Comme la nature, le commerce a horreur du vide. L’an dernier à la même époque, lors de la divulgation de leurs résultats annuels, les groupes majeurs de la grande distribution à la française : Casino, Carrefour, et Auchan, avouaient à demi mot que les hypermarchés qui avaient fait leur fortune et leur renommée dans les années 1960 n’avaient plus vraiment la cote. Aujourd’hui, l’heure n’est plus au constat mais à l’action. Le modèle de l’hyper à la papa avec ses télés en promos et ses parkings géants est bel et bien enterré. Place au divertissement, au renouveau de l’expérience client, voire carrément, c’est le choix de Casino, à la réduction drastique des surfaces de vente.

Le digital est passé par là…

Le coup de grâce est venu de Georges Plassat, le 9 mars, à Paris, au pavillon Gabriel. Sur le départ, le charismatique PDG de Carrefour a commencé moderato :

"Carrefour reste un pionnier de la distribution moderne. Beaucoup de choses se sont passées depuis l’ouverture du premier hypermarché en 1962 jusqu’à l’entreprise multi-format d’aujourd’hui."

Puis il continue, plus précis : "La part de l’hyper se réduit mais reste un des éléments fondateurs de l’entreprise".

Avant d’évoquer "des chiffres qui parlent d’eux-mêmes : les clients multi-formats dépensent 1,8 fois plus qu’un client d’hyper".

Et de porter l’estocade finale :

"Avec le multi-format, la gravité du groupe se déplace. On passe de l’hyper : "tout sous le même toit" à " tous sous le même toit".

Une révolution ! Le digital est passé par là… Pas question de jeter l’électroménager aux orties. Mais quand même... La part du non alimentaire, qui faisait la marque de fabrique de ces temples de la consommation moderne, se réduit d’année en année : 83 % du chiffre d’affaire du groupe est aujourd’hui réalisé en alimentaire contre 80 % en 2011.

"Il faut que nous reprenions la parole en alimentaire", a donc insisté Georges Plassat, en réaffirmant l’expertise du groupe dans les métiers du frais. Pour lui pas question, comme certains de ses concurrents le font (Casino pour ne pas le nommer) de diminuer les surfaces de vente. En revanche, "l’hyper va se resserrer pour libérer des surfaces de confort et devenir un lieu de vie", dit-il. Place à la restauration - version simplissime et fait maison - avec du "gourmet traiteur très abordable", de la sandwicherie, du couscous... Et place à l’imagination : pourquoi ne pas insérer des surface de sport ou des surfaces éducatives… dans ses mastodontes ? Un magasin comme celui de Villiers-en-Bière - 24 000 m2- s’y prête tout à fait.
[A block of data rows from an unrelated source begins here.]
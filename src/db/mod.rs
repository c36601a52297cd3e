pub mod file;
pub mod postgres;
pub mod redis;

pub use file::FileStore;
pub use postgres::{create_pool, init_schema, PgCatalogStore, PgProfileStore};
pub use redis::{create_redis_client, Cache, CacheKey};

use crate::error::AppResult;
use crate::models::{Course, Program, UserProfile};

/// Catalog of programs and their courses
///
/// Reads are idempotent point lookups; writes replace a program wholesale.
/// Deletion is an administrative operation, not part of the recommendation
/// flow.
#[cfg_attr(test, mockall::automock)]
#[async_trait::async_trait]
pub trait CatalogStore: Send + Sync {
    async fn get_program(&self, id: &str) -> AppResult<Option<Program>>;

    async fn all_programs(&self) -> AppResult<Vec<Program>>;

    /// Elective courses of one program, in catalog order
    ///
    /// Returns an empty list when the program does not exist.
    async fn elective_courses(&self, program_id: &str) -> AppResult<Vec<Course>>;

    async fn upsert_program(&self, program: &Program) -> AppResult<()>;

    /// Returns true when a program was actually removed
    async fn delete_program(&self, id: &str) -> AppResult<bool>;
}

/// Per-user profile records
///
/// `set_profile` is a full overwrite; the store does not merge fields.
/// Concurrent writes to the same user are last-write-wins.
#[cfg_attr(test, mockall::automock)]
#[async_trait::async_trait]
pub trait ProfileStore: Send + Sync {
    async fn get_profile(&self, user_id: i64) -> AppResult<Option<UserProfile>>;

    async fn set_profile(&self, profile: &UserProfile) -> AppResult<()>;

    /// Returns true when a profile was actually removed
    async fn clear_profile(&self, user_id: i64) -> AppResult<bool>;
}
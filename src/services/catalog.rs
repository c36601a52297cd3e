use std::collections::BTreeSet;

use crate::models::{Program, ProgramBrief, ProgramComparison, ProgramSummary};

const EXCERPT_CHARS: usize = 300;
const SUMMARY_SKILLS: usize = 5;
const SUMMARY_CAREER: usize = 3;

/// Produces a short structured overview of a program
pub fn summarize(program: &Program) -> ProgramSummary {
    ProgramSummary {
        id: program.id.clone(),
        title: program.title.clone(),
        description_excerpt: excerpt(&program.description, EXCERPT_CHARS),
        course_count: program.courses.len(),
        skills: program.skills.iter().take(SUMMARY_SKILLS).cloned().collect(),
        career: program.career.iter().take(SUMMARY_CAREER).cloned().collect(),
    }
}

/// Compares two programs by course count and skill sets
///
/// Skills are deduplicated and sorted so the common and unique lists are
/// deterministic and never overlap.
pub fn compare(first: &Program, second: &Program) -> ProgramComparison {
    let first_skills: BTreeSet<&str> = first.skills.iter().map(String::as_str).collect();
    let second_skills: BTreeSet<&str> = second.skills.iter().map(String::as_str).collect();

    ProgramComparison {
        first: ProgramBrief::from(first),
        second: ProgramBrief::from(second),
        common_skills: first_skills
            .intersection(&second_skills)
            .map(|s| s.to_string())
            .collect(),
        only_first: first_skills
            .difference(&second_skills)
            .map(|s| s.to_string())
            .collect(),
        only_second: second_skills
            .difference(&first_skills)
            .map(|s| s.to_string())
            .collect(),
    }
}

/// Character-boundary-safe prefix of a description
fn excerpt(text: &str, max_chars: usize) -> String {
    text.chars().take(max_chars).collect()
}
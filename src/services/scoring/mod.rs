/// Relevance scoring strategies
///
/// Scoring is selected once, at construction time, by resolving the
/// `use_vector_search` toggle into one of two `Scorer` implementations; the
/// engine never branches on strategy afterwards. All scores are in [0, 1].
use std::sync::Arc;

use crate::{
    error::{AppError, AppResult},
    models::{Course, Program, ScoredCourse, ScoredProgram, UserProfile},
    services::providers::SimilarityBackend,
};

pub mod lexical;
pub mod vector;

pub use lexical::LexicalScorer;
pub use vector::VectorScorer;

/// Upper bound on program recommendations under either strategy
pub const PROGRAM_RECOMMENDATION_LIMIT: usize = 10;

/// A scoring strategy over profile/catalog snapshots
///
/// Ranking output is strictly descending by score with ties resolved by
/// catalog insertion order. Indexing is a no-op for strategies without a
/// vector index; the default implementations report items as skipped.
#[cfg_attr(test, mockall::automock)]
#[async_trait::async_trait]
pub trait Scorer: Send + Sync {
    /// Ranks candidate courses of one program for a profile
    async fn rank_courses(
        &self,
        profile: &UserProfile,
        program: &Program,
        candidates: &[Course],
        limit: usize,
    ) -> AppResult<Vec<ScoredCourse>>;

    /// Ranks programs across the catalog for a profile
    async fn rank_programs(
        &self,
        profile: &UserProfile,
        catalog: &[Program],
    ) -> AppResult<Vec<ScoredProgram>>;

    /// Writes a course embedding to the index; returns false when skipped
    async fn index_course(&self, program: &Program, course: &Course) -> AppResult<bool> {
        let _ = (program, course);
        Ok(false)
    }

    /// Writes a program embedding to the index; returns false when skipped
    async fn index_program(&self, program: &Program) -> AppResult<bool> {
        let _ = program;
        Ok(false)
    }

    /// Writes a profile embedding to the index; returns false when skipped
    async fn index_profile(&self, profile: &UserProfile) -> AppResult<bool> {
        let _ = profile;
        Ok(false)
    }

    /// Strategy name for logging and debugging
    fn name(&self) -> &'static str;
}

/// Resolves the configuration toggle into a concrete scoring strategy
///
/// Selecting vector search without a backend is a construction-time error;
/// the engine refuses to be built rather than failing lazily mid-call.
pub fn build_scorer(
    use_vector_search: bool,
    backend: Option<Arc<dyn SimilarityBackend>>,
) -> AppResult<Arc<dyn Scorer>> {
    match (use_vector_search, backend) {
        (true, Some(backend)) => Ok(Arc::new(VectorScorer::new(backend))),
        (true, None) => Err(AppError::InvalidConfiguration(
            "Vector search enabled but no similarity backend supplied".to_string(),
        )),
        (false, _) => Ok(Arc::new(LexicalScorer::new())),
    }
}

#[cfg(test)]
mod tests {
    use super::*;

    #[test]
    fn test_build_scorer_lexical() {
        let scorer = build_scorer(false, None).unwrap();
        assert_eq!(scorer.name(), "lexical");
    }

    #[test]
    fn test_build_scorer_vector_without_backend_fails() {
        let err = build_scorer(true, None).err().unwrap();
        assert!(matches!(err, AppError::InvalidConfiguration(_)));
    }

    #[test]
    fn test_build_scorer_vector_with_backend() {
        let backend: Arc<dyn SimilarityBackend> =
            Arc::new(crate::services::providers::MockSimilarityBackend::new());
        let scorer = build_scorer(true, Some(backend)).unwrap();
        assert_eq!(scorer.name(), "vector");
    }
}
Diminuer les surfaces chez Casino

Du 20.000 m2, Jean Charles Naouri, le président de Casino, n’en a pas en stock et n’en veut surtout pas. Le patron de l’enseigne stéphanoise a entrepris depuis quelques années de diminuer les surfaces de ses hypers au profit de ses galeries commerciales et s’en porte très bien.
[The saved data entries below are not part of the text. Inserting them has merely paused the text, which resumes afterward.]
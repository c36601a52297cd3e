pub mod extract;
pub mod scraper;

pub use scraper::{IngestSummary, ProgramScraper};
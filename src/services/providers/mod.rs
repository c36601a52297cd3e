/// Similarity backend abstraction
///
/// This module provides a pluggable architecture for vector search backends.
/// The backend owns embedding generation and vector storage; scoring code
/// talks to it only through the `SimilarityBackend` trait so that strategies
/// never depend on a concrete engine.
use serde::{Deserialize, Serialize};
use serde_json::Value;
use uuid::Uuid;

use crate::error::AppResult;

pub mod embedding;
pub mod qdrant;

pub use embedding::EmbeddingClient;
pub use qdrant::QdrantBackend;

/// Vector collections managed by the backend
#[derive(Debug, Clone, Copy, PartialEq, Eq)]
pub enum Collection {
    Courses,
    Programs,
    Profiles,
}

impl Collection {
    pub fn name(&self) -> &'static str {
        match self {
            Collection::Courses => "courses",
            Collection::Programs => "programs",
            Collection::Profiles => "user_profiles",
        }
    }

    pub const ALL: [Collection; 3] = [
        Collection::Courses,
        Collection::Programs,
        Collection::Profiles,
    ];
}

impl std::fmt::Display for Collection {
    fn fmt(&self, f: &mut std::fmt::Formatter<'_>) -> std::fmt::Result {
        write!(f, "{}", self.name())
    }
}

/// Identifier of a stored vector point
///
/// Profiles use their numeric user id directly; courses and programs use a
/// UUID derived deterministically from their natural keys, so re-indexing is
/// an upsert rather than a duplicate insert.
#[derive(Debug, Clone, Copy, PartialEq, Serialize, Deserialize)]
#[serde(untagged)]
pub enum PointId {
    Num(u64),
    Uuid(Uuid),
}

impl std::fmt::Display for PointId {
    fn fmt(&self, f: &mut std::fmt::Formatter<'_>) -> std::fmt::Result {
        match self {
            PointId::Num(n) => write!(f, "{}", n),
            PointId::Uuid(u) => write!(f, "{}", u),
        }
    }
}

/// Point id for a course, derived from the owning program id and course name
pub fn course_point_id(program_id: &str, course_name: &str) -> PointId {
    let key = format!("{}/{}", program_id, course_name);
    PointId::Uuid(Uuid::new_v5(&Uuid::NAMESPACE_OID, key.as_bytes()))
}

/// Point id for a program, derived from its id
pub fn program_point_id(program_id: &str) -> PointId {
    PointId::Uuid(Uuid::new_v5(&Uuid::NAMESPACE_OID, program_id.as_bytes()))
}

/// Point id for a user profile
pub fn profile_point_id(user_id: i64) -> PointId {
    PointId::Num(user_id as u64)
}

/// One exact-match condition on a payload field
#[derive(Debug, Clone, PartialEq)]
pub struct FieldMatch {
    pub key: String,
    pub value: Value,
}

impl FieldMatch {
    pub fn new(key: impl Into<String>, value: impl Into<Value>) -> Self {
        Self {
            key: key.into(),
            value: value.into(),
        }
    }
}

/// One search result returned by the backend
#[derive(Debug, Clone, PartialEq, Deserialize)]
pub struct SearchHit {
    pub id: PointId,
    pub score: f32,
    #[serde(default)]
    pub payload: Value,
}

/// Trait for vector search backends
///
/// All calls may suspend on network I/O; callers treat them as suspension
/// points and supply their own deadline policy. The backend enforces its own
/// result limit on `search`.
#[cfg_attr(test, mockall::automock)]
#[async_trait::async_trait]
pub trait SimilarityBackend: Send + Sync {
    /// Creates any missing collections; safe to call repeatedly
    async fn ensure_collections(&self) -> AppResult<()>;

    /// Produces a fixed-length embedding vector for arbitrary text
    async fn embed(&self, text: &str) -> AppResult<Vec<f32>>;

    /// Writes or replaces a point; identical ids overwrite, never duplicate
    async fn upsert(
        &self,
        collection: Collection,
        id: PointId,
        vector: Vec<f32>,
        payload: Value,
    ) -> AppResult<()>;

    /// Similarity search, optionally restricted by payload field matches
    async fn search(
        &self,
        collection: Collection,
        vector: Vec<f32>,
        filter: Option<Vec<FieldMatch>>,
        limit: usize,
        score_threshold: Option<f32>,
    ) -> AppResult<Vec<SearchHit>>;

    /// Fetches the stored vector for a point, if any
    async fn retrieve_vector(
        &self,
        collection: Collection,
        id: PointId,
    ) -> AppResult<Option<Vec<f32>>>;

    /// Backend name for logging and debugging
    fn name(&self) -> &'static str;
}
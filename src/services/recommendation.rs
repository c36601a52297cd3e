use std::sync::Arc;
use std::time::Instant;

use crate::{
    db::{CatalogStore, ProfileStore},
    error::{AppError, AppResult},
    models::{
        IndexReport, PlanEntry, Program, ScoredCourse, ScoredProgram, StudyPlan, UserProfile,
    },
    services::scoring::Scorer,
};

const PLAN_MANDATORY_LIMIT: usize = 10;
const PLAN_ELECTIVE_LIMIT: usize = 5;
const HINT_INTERESTS: usize = 3;
const HINT_GOALS: usize = 2;

/// Orchestrates scoring across the catalog and assembles study plans
///
/// A pure request/response orchestrator over the injected stores and scoring
/// strategy; it keeps no internal state. Ranking calls recover from missing
/// data by returning empty sequences, never by surfacing an error to the
/// end user.
pub struct RecommendationEngine {
    catalog: Arc<dyn CatalogStore>,
    profiles: Arc<dyn ProfileStore>,
    scorer: Arc<dyn Scorer>,
}

impl RecommendationEngine {
    pub fn new(
        catalog: Arc<dyn CatalogStore>,
        profiles: Arc<dyn ProfileStore>,
        scorer: Arc<dyn Scorer>,
    ) -> Self {
        tracing::info!(strategy = scorer.name(), "Recommendation engine ready");
        Self {
            catalog,
            profiles,
            scorer,
        }
    }

    /// Persists a profile (full overwrite) and refreshes its embedding
    ///
    /// The store write is authoritative; an indexing failure is logged and
    /// does not fail the call, so a profile never gets lost because the
    /// similarity backend was down.
    pub async fn save_profile(&self, profile: &UserProfile) -> AppResult<()> {
        self.profiles.set_profile(profile).await?;

        match self.scorer.index_profile(profile).await {
            Ok(indexed) => {
                tracing::debug!(user_id = profile.user_id, indexed, "Profile saved");
            }
            Err(e) => {
                tracing::warn!(
                    user_id = profile.user_id,
                    error = %e,
                    "Profile saved but embedding indexing failed"
                );
            }
        }

        Ok(())
    }

    pub async fn profile(&self, user_id: i64) -> AppResult<Option<UserProfile>> {
        self.profiles.get_profile(user_id).await
    }

    /// Removes the stored profile; returns true when one existed
    pub async fn clear_profile(&self, user_id: i64) -> AppResult<bool> {
        self.profiles.clear_profile(user_id).await
    }

    /// Recommends elective courses of one program for a user
    ///
    /// Output is strictly descending by score with ties in catalog order and
    /// at most `limit` entries. An unknown program, an absent or empty
    /// profile, or a program without electives all yield an empty sequence.
    pub async fn recommend_courses(
        &self,
        user_id: i64,
        program_id: &str,
        limit: usize,
    ) -> AppResult<Vec<ScoredCourse>> {
        let Some(profile) = self.profiles.get_profile(user_id).await? else {
            tracing::debug!(user_id, "No profile stored, skipping recommendations");
            return Ok(Vec::new());
        };

        if profile.is_empty() {
            return Ok(Vec::new());
        }

        let Some(program) = self.catalog.get_program(program_id).await? else {
            tracing::debug!(program_id, "Unknown program requested");
            return Ok(Vec::new());
        };

        let candidates = self.catalog.elective_courses(program_id).await?;
        if candidates.is_empty() {
            return Ok(Vec::new());
        }

        let ranked = self
            .scorer
            .rank_courses(&profile, &program, &candidates, limit)
            .await?;

        tracing::info!(
            user_id,
            program_id,
            candidates = candidates.len(),
            recommended = ranked.len(),
            "Course recommendations computed"
        );

        Ok(ranked)
    }

    /// Recommends programs across the whole catalog for a user
    pub async fn recommend_programs(&self, user_id: i64) -> AppResult<Vec<ScoredProgram>> {
        let Some(profile) = self.profiles.get_profile(user_id).await? else {
            return Ok(Vec::new());
        };

        if profile.is_empty() {
            return Ok(Vec::new());
        }

        let catalog = self.catalog.all_programs().await?;
        let ranked = self.scorer.rank_programs(&profile, &catalog).await?;

        tracing::info!(
            user_id,
            programs = catalog.len(),
            recommended = ranked.len(),
            "Program recommendations computed"
        );

        Ok(ranked)
    }

    /// Assembles a study plan for one program
    ///
    /// Mandatory courses come first in catalog order, followed by the top
    /// recommended electives and hints derived from the profile fields. An
    /// unknown program is a NotFound error the transport maps to 404.
    pub async fn build_study_plan(&self, user_id: i64, program_id: &str) -> AppResult<StudyPlan> {
        let Some(program) = self.catalog.get_program(program_id).await? else {
            return Err(AppError::NotFound(format!(
                "Program {} not found",
                program_id
            )));
        };

        let mandatory: Vec<PlanEntry> = program
            .mandatory_courses()
            .take(PLAN_MANDATORY_LIMIT)
            .map(|course| PlanEntry {
                name: course.name.clone(),
                semester: course.semester.clone(),
            })
            .collect();

        let electives = self
            .recommend_courses(user_id, program_id, PLAN_ELECTIVE_LIMIT)
            .await?;

        let profile = self.profiles.get_profile(user_id).await?;
        let hints = profile.map(|p| Self::plan_hints(&p)).unwrap_or_default();

        Ok(StudyPlan {
            program_id: program.id,
            title: program.title,
            mandatory,
            electives,
            hints,
        })
    }

    /// Free-text study hints derived directly from profile fields
    fn plan_hints(profile: &UserProfile) -> Vec<String> {
        let mut hints = Vec::new();

        if !profile.interests.is_empty() {
            let interests: Vec<&str> = profile
                .interests
                .iter()
                .take(HINT_INTERESTS)
                .map(String::as_str)
                .collect();
            hints.push(format!(
                "Focus on courses related to: {}",
                interests.join(", ")
            ));
        }

        if !profile.goals.is_empty() {
            let goals: Vec<&str> = profile
                .goals
                .iter()
                .take(HINT_GOALS)
                .map(String::as_str)
                .collect();
            hints.push(format!(
                "To reach your goals ({}), pick matching electives",
                goals.join(", ")
            ));
        }

        hints
    }

    /// Indexes catalog embeddings through the similarity backend
    ///
    /// With a program id, indexes that program's courses; without one, every
    /// course and every program. Per-item failures are logged and counted as
    /// skipped, never aborting the batch. Point ids are deterministic, so
    /// re-running on an unchanged catalog upserts in place.
    pub async fn index_catalog(&self, program_id: Option<&str>) -> AppResult<IndexReport> {
        let start = Instant::now();

        let programs: Vec<Program> = match program_id {
            Some(id) => self.catalog.get_program(id).await?.into_iter().collect(),
            None => self.catalog.all_programs().await?,
        };

        let mut report = IndexReport::default();

        for program in &programs {
            for course in &program.courses {
                match self.scorer.index_course(program, course).await {
                    Ok(true) => report.courses += 1,
                    Ok(false) => report.skipped += 1,
                    Err(e) => {
                        tracing::warn!(
                            program_id = %program.id,
                            course = %course.name,
                            error = %e,
                            "Failed to index course"
                        );
                        report.skipped += 1;
                    }
                }
            }

            if program_id.is_none() {
                match self.scorer.index_program(program).await {
                    Ok(true) => report.programs += 1,
                    Ok(false) => report.skipped += 1,
                    Err(e) => {
                        tracing::warn!(
                            program_id = %program.id,
                            error = %e,
                            "Failed to index program"
                        );
                        report.skipped += 1;
                    }
                }
            }
        }

        tracing::info!(
            courses = report.courses,
            programs = report.programs,
            skipped = report.skipped,
            elapsed_ms = start.elapsed().as_millis(),
            "Catalog indexing finished"
        );

        Ok(report)
    }
}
"Sur Géant, les mètres carré ont été réduits mais cela n’a pas empêché la croissance des ventes. Le chiffre d’affaire au mètre carré est en croissance de 3% sur ce format", fanfaronne t-il.

De fait, ses hypermarchés (avec les supermarchés) tirent la croissance du groupe en France. Comme chez Carrefour, l’alimentation est au centre du nouveau concept "Géant" avec un "espace marché" dès l’entrée du magasin et des corners de restauration en test à Amiens et Nîmes et bientôt à Monthieux (près de Saint-Etienne), Quimper, Niort, Toulouse Fenouillet et Anglet.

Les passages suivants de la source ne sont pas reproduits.